A ambição da Meta em dominar o setor da inteligência artificial generativa está a gerar uma enorme onda de descontentamento interno. Liderada por Mark Zuckerberg, a gigante tecnológica foca-se na criação de uma "superinteligência pessoal", mas os métodos utilizados para alcançar esse objetivo estão a deixar os trabalhadores numa posição desconfortável e sob constante vigilância.
Segundo avançou o New York Times, a administração anunciou recentemente a implementação de um novo programa de monitorização que desencadeou uma revolta imediata entre os colaboradores. Através de uma comunicação interna partilhada no mês passado, a empresa confirmou que iria começar a registar tudo o que os funcionários escrevem, a forma como movem o rato e até o que visualizam nos seus ecrãs.
A recolha de dados para treinar a IA
Denominada de Model Capability Initiative (MCI), esta nova ferramenta foi desenhada para recolher dados comportamentais brutos. O objetivo central passa por fazer com que a inteligência artificial da empresa aprenda de forma exata como os humanos executam as suas tarefas diárias no computador.
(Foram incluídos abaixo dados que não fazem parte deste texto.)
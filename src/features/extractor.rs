//! Linguistic feature extractor.

use std::sync::LazyLock;

use ahash::AHashSet;
use regex::Regex;

use crate::analysis::lexicon::{self, MixedLanguageProfile};
use crate::analysis::sentiment::{
    LexiconPolarityAnalyzer, LexiconSentimentAnalyzer, PolarityAnalyzer, SentimentAnalyzer,
    SentimentScores,
};
use crate::analysis::tokenizer::{Tokenizer, UnicodeWordTokenizer, tokenize_or_split};
use crate::features::record::FeatureRecord;

static SENTENCE_BOUNDARY: LazyLock<Regex> =
    LazyLock::new(|| Regex::new(r"[.!?]+").expect("sentence pattern should be valid"));

/// Tokens inspected by the spelling-error heuristic.
const SPELLING_SCAN_LIMIT: usize = 20;

/// Which casing source feeds the `caps_ratio` feature.
///
/// The documented policy measures against the original casing of the input;
/// the legacy behavior of measuring the already-lower-cased normalized text
/// (where the ratio degenerates to 0) remains selectable because it affects
/// feature parity with previously trained models.
#[derive(Debug, Clone, Copy, PartialEq, Eq, Default)]
pub enum CapsRatioSource {
    /// Measure upper-case density on the raw input text.
    #[default]
    OriginalText,
    /// Measure on the normalized (lower-cased) text.
    NormalizedText,
}

/// Extracts a [`FeatureRecord`] from normalized review text.
///
/// Holds the tokenizer and the external sentiment/polarity collaborators.
/// Extraction itself never fails: any collaborator error is replaced with
/// its documented default.
pub struct FeatureExtractor {
    tokenizer: Box<dyn Tokenizer>,
    sentiment: Box<dyn SentimentAnalyzer>,
    polarity: Box<dyn PolarityAnalyzer>,
    caps_source: CapsRatioSource,
    language_profile: MixedLanguageProfile,
}

impl std::fmt::Debug for FeatureExtractor {
    fn fmt(&self, f: &mut std::fmt::Formatter<'_>) -> std::fmt::Result {
        f.debug_struct("FeatureExtractor")
            .field("tokenizer", &self.tokenizer.name())
            .field("sentiment", &self.sentiment.name())
            .field("polarity", &self.polarity.name())
            .field("caps_source", &self.caps_source)
            .field("language_profile", &self.language_profile)
            .finish()
    }
}

impl Default for FeatureExtractor {
    fn default() -> Self {
        Self::new()
    }
}

impl FeatureExtractor {
    /// Create an extractor with the built-in tokenizer and analyzers.
    pub fn new() -> Self {
        FeatureExtractor {
            tokenizer: Box::new(UnicodeWordTokenizer::new()),
            sentiment: Box::new(LexiconSentimentAnalyzer::new()),
            polarity: Box::new(LexiconPolarityAnalyzer::new()),
            caps_source: CapsRatioSource::default(),
            language_profile: MixedLanguageProfile::default(),
        }
    }

    /// Create an extractor with custom collaborators.
    pub fn with_components(
        tokenizer: Box<dyn Tokenizer>,
        sentiment: Box<dyn SentimentAnalyzer>,
        polarity: Box<dyn PolarityAnalyzer>,
    ) -> Self {
        FeatureExtractor {
            tokenizer,
            sentiment,
            polarity,
            caps_source: CapsRatioSource::default(),
            language_profile: MixedLanguageProfile::default(),
        }
    }

    /// Select the casing source for `caps_ratio`.
    pub fn caps_source(mut self, source: CapsRatioSource) -> Self {
        self.caps_source = source;
        self
    }

    /// Select the mixed-language function-word profile.
    pub fn language_profile(mut self, profile: MixedLanguageProfile) -> Self {
        self.language_profile = profile;
        self
    }

    /// Extract the full feature record for one text.
    ///
    /// `raw` is the original input (used for `caps_ratio` under the default
    /// policy); `normalized` is the output of
    /// [`crate::analysis::normalizer::normalize`]. Empty or whitespace-only
    /// normalized input yields the canonical empty record.
    pub fn extract(&self, raw: &str, normalized: &str) -> FeatureRecord {
        if normalized.trim().is_empty() {
            return FeatureRecord::empty();
        }

        let tokens = tokenize_or_split(self.tokenizer.as_ref(), normalized);
        let word_count = tokens.len();
        let length = normalized.chars().count();

        let avg_word_length = if tokens.is_empty() {
            0.0
        } else {
            tokens.iter().map(|t| t.chars().count()).sum::<usize>() as f64 / word_count as f64
        };

        let caps_text = match self.caps_source {
            CapsRatioSource::OriginalText => raw,
            CapsRatioSource::NormalizedText => normalized,
        };
        let caps_len = caps_text.chars().count();
        let caps_ratio = if caps_len == 0 {
            0.0
        } else {
            caps_text.chars().filter(|c| c.is_uppercase()).count() as f64 / caps_len as f64
        };

        let punctuation_ratio =
            normalized.chars().filter(|c| ".,!?;:".contains(*c)).count() as f64 / length as f64;

        let sentiment = self
            .sentiment
            .polarity_scores(normalized)
            .unwrap_or_else(|_| SentimentScores::neutral_default());
        let (textblob_polarity, textblob_subjectivity) =
            self.polarity.analyze(normalized).unwrap_or((0.0, 0.5));

        let malaysian_terms_count = lexicon::malaysian_term_count(&tokens);
        let product_terms_count = lexicon::product_term_count(&tokens);

        let distinct: AHashSet<&str> = tokens.iter().map(|t| t.as_str()).collect();

        FeatureRecord {
            length,
            word_count,
            avg_word_length,
            sentence_count: SENTENCE_BOUNDARY.split(normalized).count(),
            exclamation_count: normalized.matches('!').count(),
            question_count: normalized.matches('?').count(),
            caps_ratio,
            punctuation_ratio,
            sentiment_compound: sentiment.compound,
            sentiment_positive: sentiment.positive,
            sentiment_negative: sentiment.negative,
            sentiment_neutral: sentiment.neutral,
            malaysian_terms_count,
            malaysian_terms_ratio: lexicon::term_ratio(malaysian_terms_count, word_count),
            product_terms_count,
            product_terms_ratio: lexicon::term_ratio(product_terms_count, word_count),
            has_mixed_language: lexicon::detect_mixed_language(&tokens, self.language_profile),
            has_specific_details: product_terms_count >= 2,
            has_generic_phrases: lexicon::has_generic_phrases(normalized),
            has_promotional_language: lexicon::has_promotional_language(normalized),
            repeated_words: word_count - distinct.len(),
            spelling_errors: count_spelling_errors(&tokens),
            textblob_polarity,
            textblob_subjectivity,
        }
    }
}

/// Cheap misspelling heuristic, not a dictionary lookup.
///
/// A token counts as an error when it is longer than 3 characters, is not
/// purely alphabetic, and is not a stop word. Only the first 20 tokens are
/// inspected.
fn count_spelling_errors(tokens: &[String]) -> usize {
    tokens
        .iter()
        .take(SPELLING_SCAN_LIMIT)
        .filter(|t| {
            t.chars().count() > 3
                && !t.chars().all(|c| c.is_alphabetic())
                && !lexicon::is_stop_word(t)
        })
        .count()
}

#[cfg(test)]
mod tests {
    use super::*;
    use crate::analysis::normalizer::normalize;

    fn extract(text: &str) -> FeatureRecord {
        let normalized = normalize(text);
        FeatureExtractor::new().extract(text, &normalized)
    }

    #[test]
    fn test_empty_input_is_canonical() {
        assert_eq!(extract(""), FeatureRecord::empty());
        assert_eq!(extract("   \n\t"), FeatureRecord::empty());
    }

    #[test]
    fn test_basic_statistics() {
        let record = extract("barang ok. delivery cepat!");
        assert_eq!(record.word_count, 4);
        assert_eq!(record.exclamation_count, 1);
        assert_eq!(record.question_count, 0);
        // "barang ok" / " delivery cepat" / "" — split keeps the trailing
        // empty segment, matching the legacy behavior
        assert_eq!(record.sentence_count, 3);
        assert!(record.avg_word_length > 0.0);
    }

    #[test]
    fn test_malaysian_example_sentence() {
        let record = extract("Product bagus, delivery cepat, quality ok. Recommended!");
        assert!(record.malaysian_terms_count >= 2, "bagus/cepat/ok expected");
        assert!(record.product_terms_count >= 1, "delivery/quality expected");
        assert!(record.has_specific_details);
    }

    #[test]
    fn test_caps_ratio_policies() {
        let raw = "GOOD product LAH";
        let normalized = normalize(raw);

        let original = FeatureExtractor::new()
            .caps_source(CapsRatioSource::OriginalText)
            .extract(raw, &normalized);
        assert!(original.caps_ratio > 0.2);

        let lowered = FeatureExtractor::new()
            .caps_source(CapsRatioSource::NormalizedText)
            .extract(raw, &normalized);
        assert_eq!(lowered.caps_ratio, 0.0);
    }

    #[test]
    fn test_ratios_within_bounds() {
        let texts = [
            "bagus bagus bagus bagus",
            "the quick brown fox!!! ???",
            "delivery quality packaging size color",
            "x",
        ];
        for text in texts {
            let record = extract(text);
            for ratio in [
                record.caps_ratio,
                record.punctuation_ratio,
                record.malaysian_terms_ratio,
                record.product_terms_ratio,
            ] {
                assert!((0.0..=1.0).contains(&ratio), "ratio out of bounds for {text:?}");
            }
        }
    }

    #[test]
    fn test_repeated_words() {
        let record = extract("bagus bagus bagus murah murah");
        assert_eq!(record.word_count, 5);
        assert_eq!(record.repeated_words, 3);
    }

    #[test]
    fn test_spelling_errors_heuristic() {
        // "de4ls" is long, non-alphabetic, not a stop word
        let record = extract("amazing de4ls here p3rfect");
        assert_eq!(record.spelling_errors, 2);

        // purely alphabetic words never count
        let record = extract("perfectly normal sentence here");
        assert_eq!(record.spelling_errors, 0);
    }

    #[test]
    fn test_suspicious_phrase_flags() {
        let record = extract("Highly recommend, best product ever. Buy now!");
        assert!(record.has_generic_phrases);
        assert!(record.has_promotional_language);
    }

    #[test]
    fn test_mixed_language_flag() {
        let record = extract("barang ini memang best for everyday use");
        assert!(record.has_mixed_language);

        let record = extract("this product is excellent for the price");
        assert!(!record.has_mixed_language);
    }
}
A Meta assegura que esta monitorização não é absoluta e ocorre apenas quando os trabalhadores utilizam uma lista específica de aplicações de trabalho previamente aprovadas. Entre os programas vigiados encontram-se plataformas populares como o Gmail, o Google Chat, o VSCode e o próprio assistente inteligente interno da marca, conhecido como Metamate.
Perante o anúncio, os colaboradores condenaram a iniciativa de imediato, classificando a medida como uma clara violação de privacidade. Vários funcionários questionaram a administração sobre a possibilidade de desativar o rastreio, mas a resposta de Andrew Bosworth, diretor de tecnologia da empresa, foi implacável, sublinhando que não existe qualquer opção para desligar a funcionalidade nos computadores corporativos.
Em defesa da iniciativa, um porta-voz da empresa garantiu que existem salvaguardas ativas para proteger conteúdos sensíveis e que as informações recolhidas não serão utilizadas para qualquer outro fim além do treino tecnológico.
Cortes massivos perante investimentos recorde
Este clima de tensão e vigilância surge numa altura particularmente delicada para a força de trabalho da empresa. A gigante tecnológica tem planos estruturados para avançar com o despedimento de aproximadamente 8000 funcionários, o que representa cerca de 10% de toda a sua equipa global, num processo com arranque agendado já para o dia 20 de maio. Em simultâneo, a marca procedeu ao cancelamento de mais de 5000 ofertas de emprego que se encontravam ativas.
Mark Zuckerberg tem justificado estes cortes profundos com a necessidade de otimizar a eficiência operacional através da inteligência artificial, defendendo que a tecnologia permite que uma equipa reduzida execute agora o volume de trabalho que antes exigia um grupo muito mais alargado. Naturalmente, esta justificação afundou o moral dos trabalhadores. Na plataforma anónima Blind, multiplicam-se as queixas de que a liderança está unicamente focada na inteligência artificial, levando muitos a sentirem que estão literalmente a ser forçados a treinar as ferramentas que os vão substituir.
De forma contrastante, enquanto avança com despedimentos em massa, a empresa protagoniza uma das maiores vagas de contratação e investimento da história de Silicon Valley. A Meta tem atraído investigadores de topo da concorrência com pacotes salariais que alegadamente alcançam os 278 milhões de euros. Adicionalmente, a empresa confirmou planos grandiosos para investir mais de 556 mil milhões de euros até 2028 na construção de centros de dados colossais e totalmente preparados para suportar o futuro da inteligência artificial.